**Assignment:** Return each of the entries below precisely as it appears.

Collected data entries
-=-=-=-=-

// src/engine/duration.rs

//! Task duration models for the parallel simulation.

/// Pure mapping from a task id to the number of ticks it occupies a worker.
///
/// Any `Fn(&str) -> u64` closure is a duration model, which keeps tests
/// short:
///
/// ```
/// use simdag::engine::DurationModel;
///
/// let unit = |_: &str| 1u64;
/// assert_eq!(unit.duration_of("A"), 1);
/// ```
pub trait DurationModel {
    fn duration_of(&self, id: &str) -> u64;
}

impl<F> DurationModel for F
where
    F: Fn(&str) -> u64,
{
    fn duration_of(&self, id: &str) -> u64 {
        self(id)
    }
}

/// Fixed base cost plus the rank of the id's first byte.
///
/// With the default offset of 64, `'A'` has rank 1, `'B'` rank 2 and so on.
/// Bytes below the offset have rank 0; an empty id costs `base`.
#[derive(Debug, Clone, Copy, PartialEq, Eq)]
pub struct LetterRank {
    pub base: u64,
    pub offset: u8,
}

pub const DEFAULT_DURATION_BASE: u64 = 60;
pub const DEFAULT_LETTER_OFFSET: u8 = 64;

impl LetterRank {
    pub fn new(base: u64, offset: u8) -> Self {
        Self { base, offset }
    }

    /// Rank of the first byte of `id` relative to `offset`.
    pub fn rank(&self, id: &str) -> u64 {
        id.as_bytes()
            .first()
            .map(|&b| u64::from(b.saturating_sub(self.offset)))
            .unwrap_or(0)
    }
}

impl Default for LetterRank {
    fn default() -> Self {
        Self::new(DEFAULT_DURATION_BASE, DEFAULT_LETTER_OFFSET)
    }
}

impl DurationModel for LetterRank {
    fn duration_of(&self, id: &str) -> u64 {
        self.base.saturating_add(self.rank(id))
    }
}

-=-=-=-=-

**Output of the task:**
// src/engine/duration.rs

//! Task duration models for the parallel simulation.

/// Pure mapping from a task id to the number of ticks it occupies a worker.
///
/// Any `Fn(&str) -> u64` closure is a duration model, which keeps tests
/// short:
///
/// ```
/// use simdag::engine::DurationModel;
///
/// let unit = |_: &str| 1u64;
/// assert_eq!(unit.duration_of("A"), 1);
/// ```
pub trait DurationModel {
    fn duration_of(&self, id: &str) -> u64;
}

impl<F> DurationModel for F
where
    F: Fn(&str) -> u64,
{
    fn duration_of(&self, id: &str) -> u64 {
        self(id)
    }
}

/// Fixed base cost plus the rank of the id's first byte.
///
/// With the default offset of 64, `'A'` has rank 1, `'B'` rank 2 and so on.
/// Bytes below the offset have rank 0; an empty id costs `base`.
#[derive(Debug, Clone, Copy, PartialEq, Eq)]
pub struct LetterRank {
    pub base: u64,
    pub offset: u8,
}

pub const DEFAULT_DURATION_BASE: u64 = 60;
pub const DEFAULT_LETTER_OFFSET: u8 = 64;

impl LetterRank {
    pub fn new(base: u64, offset: u8) -> Self {
        Self { base, offset }
    }

    /// Rank of the first byte of `id` relative to `offset`.
    pub fn rank(&self, id: &str) -> u64 {
        id.as_bytes()
            .first()
            .map(|&b| u64::from(b.saturating_sub(self.offset)))
            .unwrap_or(0)
    }
}

impl Default for LetterRank {
    fn default() -> Self {
        Self::new(DEFAULT_DURATION_BASE, DEFAULT_LETTER_OFFSET)
    }
}

impl DurationModel for LetterRank {
    fn duration_of(&self, id: &str) -> u64 {
        self.base.saturating_add(self.rank(id))
    }
}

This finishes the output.